Collected data entries:
pub mod dom;
pub mod ui;
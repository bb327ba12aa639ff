//! # Shared game types
//!
//! Types used on both sides of the wire: the JSON message envelope, the
//! board configuration, trail cells and the player state machine. The
//! player's stepping functions live here so that any client wanting to
//! predict its own trajectory runs exactly the same arithmetic as the
//! authoritative server.

pub mod cell;
pub mod config;
pub mod player;
pub mod protocol;

pub use cell::Cell;
pub use config::{BoardConfig, ConfigUpdate};
pub use player::{Key, KeyInput, Player, PlayerInfo, PlayerStatus};
pub use protocol::{GameMessage, MessageType, ProtocolError, BROADCAST_ID};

[AIM OF THE EXERCISE]: Reproduce all of the records, keeping every character unchanged.

[FINAL ANSWER]:
pub mod dom;
pub mod ui;
repository bb327ba12aa639ff
//! # Shared game types
//!
//! Types used on both sides of the wire: the JSON message envelope, the
//! board configuration, trail cells and the player state machine. The
//! player's stepping functions live here so that any client wanting to
//! predict its own trajectory runs exactly the same arithmetic as the
//! authoritative server.

pub mod cell;
pub mod config;
pub mod player;
pub mod protocol;

pub use cell::Cell;
pub use config::{BoardConfig, ConfigUpdate};
pub use player::{Key, KeyInput, Player, PlayerInfo, PlayerStatus};
pub use protocol::{GameMessage, MessageType, ProtocolError, BROADCAST_ID};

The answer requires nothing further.